Work on the £750 million NoHo square site is going ahead in London after years of delay, but developers are planning to ditch the controversial nickname.
One of the biggest developments in London, NoHo Square (or the Middlesex Hospital site, as it is now known) is being revisited and the Kaupthing Bank-backed project is seeking planning permission. If it goes ahead, the project will create new electrical jobs in the area.
The plans consist of 250 new upmarket flats, as well as 80 low-cost homes, shops, a school and a medical centre, which will be built on the old Middlesex Hospital site in the Fitzrovia area of the capital. This is a smaller initiative compared to the previous plans, which consisted of 95,000 sq metres of office and residential space, and were rejected in 2008.
The scheme was stalled because the Icelandic-based Kaupthing Bank fell into administration two years ago. Due to additional investment from the likes of Aviva and Exemplar, the £750 million project is being reintroduced and is expected to be completed in 2014.

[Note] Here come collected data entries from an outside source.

//! Core session contract for the chat client SDK.
//!
//! This crate holds the connection state machine, frame deduplication and
//! decoding, reconnect backoff, and the connection-gated pagination presenter.
//! Nothing here performs I/O; the runtime crate drives it.

/// Input queue and observer channels.
pub mod channel;
/// Session error taxonomy and HTTP classification helpers.
pub mod error;
/// Frame fingerprinting, duplicate suppression and event decoding.
pub mod parser;
/// Connection-gated pagination.
pub mod presenter;
/// Reconnect backoff policy and failure bookkeeping.
pub mod retry;
/// Per-session identity context.
pub mod session;
/// Connection state machine.
pub mod state_machine;
/// Connection, user and event types.
pub mod types;

pub use channel::{EventStream, SessionChannelError, SessionChannels};
pub use error::{ErrorCategory, SessionError, classify_http_status};
pub use parser::{
    DecodeError, Fingerprint, Frame, FrameDecoder, JsonFrameDecoder, MessageParser, ParseOutcome,
};
pub use presenter::{Cursor, PageRequest, Pagination, RequestStream, SessionPresenter};
pub use retry::{ReconnectPolicy, RetryState};
pub use session::SessionContext;
pub use state_machine::{ConnectionStateMachine, MachineSettings, SessionEffect, SessionInput};
pub use types::{
    AppState, Connection, Event, Mute, Reachability, ServerError, TransportEvent, User,
};
//! Push command implementation

use super::{open_store, report_failure};
use crate::domain::{DocumentKind, DocumentPayload, PatientId};
use anyhow::Context;
use clap::Args;
use std::path::PathBuf;

/// Arguments for the push command
#[derive(Args, Debug)]
pub struct PushArgs {
    /// Document kind (dhp, plan-status)
    #[arg(short, long)]
    pub kind: DocumentKind,

    /// Patient identifier; optional for DHP documents, which carry their own alias
    #[arg(short, long)]
    pub patient: Option<PatientId>,

    /// JSON file holding the document
    #[arg(short, long)]
    pub file: PathBuf,
}

impl PushArgs {
    /// Execute the push command
    pub async fn execute(&self, config_path: &str) -> anyhow::Result<i32> {
        let text = tokio::fs::read_to_string(&self.file)
            .await
            .with_context(|| format!("Failed to read {}", self.file.display()))?;

        let payload = match DocumentPayload::from_json_str(&text) {
            Ok(payload) => payload,
            Err(e) => return Ok(report_failure("Document rejected", &e)),
        };

        let store = match open_store(config_path).await {
            Ok(store) => store,
            Err(code) => return Ok(code),
        };

        let result = match (&self.patient, self.kind) {
            (Some(patient), kind) => store.push(kind, patient, payload).await,
            (None, DocumentKind::Dhp) => store.push_dhp(payload).await,
            (None, DocumentKind::PlanStatus) => {
                println!("❌ --patient is required for plan-status documents");
                store.close().await?;
                return Ok(3);
            }
        };

        let code = match result {
            Ok(entry) => {
                println!(
                    "✅ Pushed {} version {} at {}",
                    self.kind,
                    entry.sequence_no,
                    entry.created_at.to_rfc3339()
                );
                0
            }
            Err(e) => report_failure("Push failed", &e),
        };

        store.close().await?;
        Ok(code)
    }
}
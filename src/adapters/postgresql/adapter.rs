//! PostgreSQL adapter implementing the storage trait
//!
//! Every mutation runs in a single transaction that first locks the chain's
//! `version_chains` row, so writers in other processes are serialised too.

use crate::adapters::database::traits::{HistoryStorage, StoredChain};
use crate::adapters::postgresql::client::{unavailable, PostgreSQLClient};
use crate::adapters::postgresql::models::{PostgreSQLChainRow, PostgreSQLVersionRow};
use crate::core::chain::ChainMutation;
use crate::domain::{ChainKey, Result, SequenceNo, VaultError};
use async_trait::async_trait;
use std::sync::Arc;
use tokio_postgres::IsolationLevel;

const SELECT_CHAIN: &str = r#"
    SELECT last_sequence_no
    FROM version_chains
    WHERE patient_id = $1 AND document_kind = $2
"#;

const SELECT_VERSIONS: &str = r#"
    SELECT sequence_no, payload, created_at
    FROM patient_document_versions
    WHERE patient_id = $1 AND document_kind = $2
    ORDER BY sequence_no ASC
"#;

const ENSURE_CHAIN_ROW: &str = r#"
    INSERT INTO version_chains (patient_id, document_kind)
    VALUES ($1, $2)
    ON CONFLICT (patient_id, document_kind) DO NOTHING
"#;

const LOCK_CHAIN_ROW: &str = r#"
    SELECT last_sequence_no
    FROM version_chains
    WHERE patient_id = $1 AND document_kind = $2
    FOR UPDATE
"#;

const INSERT_VERSION: &str = r#"
    INSERT INTO patient_document_versions (
        patient_id, document_kind, sequence_no, payload, created_at
    )
    VALUES ($1, $2, $3, $4, $5)
"#;

const DELETE_VERSIONS: &str = r#"
    DELETE FROM patient_document_versions
    WHERE patient_id = $1 AND document_kind = $2 AND sequence_no = ANY($3)
"#;

const UPDATE_CHAIN_ROW: &str = r#"
    UPDATE version_chains
    SET last_sequence_no = $3, updated_at = now()
    WHERE patient_id = $1 AND document_kind = $2
"#;

/// PostgreSQL implementation of [`HistoryStorage`]
pub struct PostgreSQLAdapter {
    client: Arc<PostgreSQLClient>,
}

impl PostgreSQLAdapter {
    /// Create a new PostgreSQL adapter
    pub fn new(client: PostgreSQLClient) -> Self {
        Self {
            client: Arc::new(client),
        }
    }
}

#[async_trait]
impl HistoryStorage for PostgreSQLAdapter {
    async fn test_connection(&self) -> Result<()> {
        self.client.test_connection().await
    }

    async fn ensure_schema(&self) -> Result<()> {
        self.client.ensure_schema().await
    }

    async fn load_chain(&self, key: &ChainKey) -> Result<Option<StoredChain>> {
        let patient_id = key.patient_id.as_str();
        let kind = key.kind.as_str();

        tracing::debug!(
            patient_id = %patient_id,
            kind = %kind,
            "Loading chain from PostgreSQL"
        );

        let mut conn = self.client.get_connection().await?;

        // Both reads must see the same snapshot
        let tx = conn
            .build_transaction()
            .isolation_level(IsolationLevel::RepeatableRead)
            .read_only(true)
            .start()
            .await
            .map_err(|e| unavailable("Failed to start read transaction", e))?;

        tx.batch_execute(&self.client.statement_timeout_sql())
            .await
            .map_err(|e| unavailable("Failed to set statement timeout", e))?;

        let chain_rows = tx
            .query(SELECT_CHAIN, &[&patient_id, &kind])
            .await
            .map_err(|e| unavailable("Failed to read chain", e))?;

        let version_rows = tx
            .query(SELECT_VERSIONS, &[&patient_id, &kind])
            .await
            .map_err(|e| unavailable("Failed to read versions", e))?;

        tx.commit()
            .await
            .map_err(|e| unavailable("Failed to finish read transaction", e))?;

        if chain_rows.is_empty() && version_rows.is_empty() {
            tracing::debug!(
                patient_id = %patient_id,
                kind = %kind,
                "No chain found in PostgreSQL"
            );
            return Ok(None);
        }

        let last_sequence = match chain_rows.first() {
            Some(row) => PostgreSQLChainRow::from_row(key, row).last_sequence()?,
            None => SequenceNo::ZERO,
        };

        let entries = version_rows
            .iter()
            .map(|row| PostgreSQLVersionRow::from_row(key, row).to_domain())
            .collect::<Result<Vec<_>>>()?;

        tracing::debug!(
            patient_id = %patient_id,
            kind = %kind,
            entries = entries.len(),
            last_sequence = %last_sequence,
            "Chain loaded from PostgreSQL"
        );

        Ok(Some(StoredChain {
            entries,
            last_sequence,
        }))
    }

    async fn commit(&self, key: &ChainKey, mutation: &ChainMutation) -> Result<()> {
        let patient_id = key.patient_id.as_str();
        let kind = key.kind.as_str();

        let mut conn = self.client.get_connection().await?;
        let tx = conn
            .transaction()
            .await
            .map_err(|e| unavailable("Failed to start transaction", e))?;

        tx.batch_execute(&self.client.statement_timeout_sql())
            .await
            .map_err(|e| unavailable("Failed to set statement timeout", e))?;

        tx.execute(ENSURE_CHAIN_ROW, &[&patient_id, &kind])
            .await
            .map_err(|e| unavailable("Failed to create chain row", e))?;

        let locked = tx
            .query_one(LOCK_CHAIN_ROW, &[&patient_id, &kind])
            .await
            .map_err(|e| unavailable("Failed to lock chain row", e))?;

        // Dropping `tx` on any early return below rolls the transaction back.
        let stored_last = PostgreSQLChainRow::from_row(key, &locked).last_sequence()?;
        if stored_last != mutation.expected_last() {
            return Err(VaultError::PersistenceUnavailable(format!(
                "chain {key} was modified concurrently (expected sequence {}, found {stored_last})",
                mutation.expected_last()
            )));
        }

        if let ChainMutation::Append { entry, .. } = mutation {
            let row = PostgreSQLVersionRow::from_domain(key, entry);
            tx.execute(
                INSERT_VERSION,
                &[
                    &row.patient_id,
                    &row.document_kind,
                    &row.sequence_no,
                    &row.payload,
                    &row.created_at,
                ],
            )
            .await
            .map_err(|e| unavailable("Failed to insert version", e))?;
        }

        let removed: Vec<i64> = mutation.removed().iter().map(SequenceNo::to_db).collect();
        if !removed.is_empty() {
            let deleted = tx
                .execute(DELETE_VERSIONS, &[&patient_id, &kind, &removed])
                .await
                .map_err(|e| unavailable("Failed to delete versions", e))?;

            if deleted != removed.len() as u64 {
                return Err(VaultError::PersistenceUnavailable(format!(
                    "chain {key} out of sync: expected to delete {} row(s), deleted {deleted}",
                    removed.len()
                )));
            }
        }

        let resulting_last = mutation.resulting_last().to_db();
        tx.execute(UPDATE_CHAIN_ROW, &[&patient_id, &kind, &resulting_last])
            .await
            .map_err(|e| unavailable("Failed to update chain row", e))?;

        tx.commit()
            .await
            .map_err(|e| unavailable("Failed to commit transaction", e))?;

        tracing::debug!(
            patient_id = %patient_id,
            kind = %kind,
            last_sequence = resulting_last,
            removed = removed.len(),
            "Chain mutation committed to PostgreSQL"
        );

        Ok(())
    }

    async fn close(&self) -> Result<()> {
        self.client.close();
        Ok(())
    }

    fn backend_name(&self) -> &str {
        "postgresql"
    }
}
//! Structured logging setup using tracing
//!
//! Console output is always on; a JSON file layer with rotation is added
//! when `logging.local_enabled` is set.

use crate::config::LoggingConfig;
use crate::domain::{Result, VaultError};
use tracing::Level;
use tracing_appender::non_blocking::WorkerGuard;
use tracing_appender::rolling::{RollingFileAppender, Rotation};
use tracing_subscriber::layer::SubscriberExt;
use tracing_subscriber::util::SubscriberInitExt;
use tracing_subscriber::{EnvFilter, Layer};

/// Guard that must be kept alive for the duration of the program
/// to ensure logs are flushed properly
pub struct LoggingGuard {
    _file_guard: Option<WorkerGuard>,
}

impl LoggingGuard {
    fn new(file_guard: Option<WorkerGuard>) -> Self {
        Self {
            _file_guard: file_guard,
        }
    }
}

/// Initialize the logging system based on configuration
///
/// # Arguments
///
/// * `log_level_str` - Log level as a string (trace, debug, info, warn, error)
/// * `config` - Logging configuration
///
/// `RUST_LOG`, when set, takes precedence over `log_level_str`.
///
/// # Returns
///
/// A `LoggingGuard` that must be kept alive for the duration of the program
///
/// # Example
///
/// ```no_run
/// use dhp_vault::logging::init_logging;
/// use dhp_vault::config::LoggingConfig;
///
/// let config = LoggingConfig::default();
/// let _guard = init_logging("info", &config).expect("Failed to initialize logging");
/// ```
pub fn init_logging(log_level_str: &str, config: &LoggingConfig) -> Result<LoggingGuard> {
    let log_level = parse_log_level(log_level_str)?;

    let env_filter = EnvFilter::try_from_default_env()
        .unwrap_or_else(|_| EnvFilter::new(format!("dhp_vault={}", log_level)));

    let mut layers = Vec::new();

    let console_layer = tracing_subscriber::fmt::layer()
        .with_target(true)
        .with_writer(std::io::stderr)
        .with_filter(env_filter.clone());

    layers.push(console_layer.boxed());

    let file_guard = if config.local_enabled {
        std::fs::create_dir_all(&config.local_path).map_err(|e| {
            VaultError::Configuration(format!(
                "Failed to create log directory {}: {}",
                config.local_path, e
            ))
        })?;

        let file_appender = RollingFileAppender::new(
            parse_rotation(&config.local_rotation),
            &config.local_path,
            "dhp-vault.log",
        );
        let (non_blocking, guard) = tracing_appender::non_blocking(file_appender);

        let file_layer = tracing_subscriber::fmt::layer()
            .json()
            .with_target(true)
            .with_thread_ids(true)
            .with_writer(non_blocking)
            .with_filter(env_filter);

        layers.push(file_layer.boxed());
        Some(guard)
    } else {
        None
    };

    tracing_subscriber::registry()
        .with(layers)
        .try_init()
        .map_err(|e| VaultError::Configuration(format!("Failed to initialize logging: {}", e)))?;

    tracing::debug!(
        local_enabled = config.local_enabled,
        local_path = %config.local_path,
        "Logging initialized"
    );

    Ok(LoggingGuard::new(file_guard))
}

/// Parse log level from string
fn parse_log_level(level_str: &str) -> Result<Level> {
    match level_str.to_lowercase().as_str() {
        "trace" => Ok(Level::TRACE),
        "debug" => Ok(Level::DEBUG),
        "info" => Ok(Level::INFO),
        "warn" => Ok(Level::WARN),
        "error" => Ok(Level::ERROR),
        _ => Err(VaultError::Configuration(format!(
            "Invalid log level: {}. Must be one of: trace, debug, info, warn, error",
            level_str
        ))),
    }
}

fn parse_rotation(rotation: &str) -> Rotation {
    match rotation {
        "hourly" => Rotation::HOURLY,
        "never" => Rotation::NEVER,
        _ => Rotation::DAILY,
    }
}
//! Export command implementation

use super::{open_store, report_failure, ChainArgs};
use clap::Args;
use std::path::PathBuf;

/// Arguments for the export command
#[derive(Args, Debug)]
pub struct ExportArgs {
    #[command(flatten)]
    pub chain: ChainArgs,

    /// Destination JSON file; existing content is overwritten
    #[arg(short, long)]
    pub output: PathBuf,
}

impl ExportArgs {
    /// Execute the export command
    pub async fn execute(&self, config_path: &str) -> anyhow::Result<i32> {
        let store = match open_store(config_path).await {
            Ok(store) => store,
            Err(code) => return Ok(code),
        };

        let code = match store
            .export(self.chain.kind, &self.chain.patient, &self.output)
            .await
        {
            Ok(()) => {
                println!(
                    "📤 Exported {} for {} to {}",
                    self.chain.kind,
                    self.chain.patient,
                    self.output.display()
                );
                0
            }
            Err(e) => report_failure("Export failed", &e),
        };

        store.close().await?;
        Ok(code)
    }
}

The “NoHo” nickname was given by the Candy Brothers Christian and Nick, who previously part-owned the project. They dubbed the development “NoHo” square, after seeing a property development in New York city.
The NoHo nickname angered local residents and made the project deeply unpopular in the Fitzrovia area. Because of this, the nickname has been ditched and will not be involved with the current development.
If the project goes ahead and is granted planning permission, it will create new jobs for electricians living in or around London.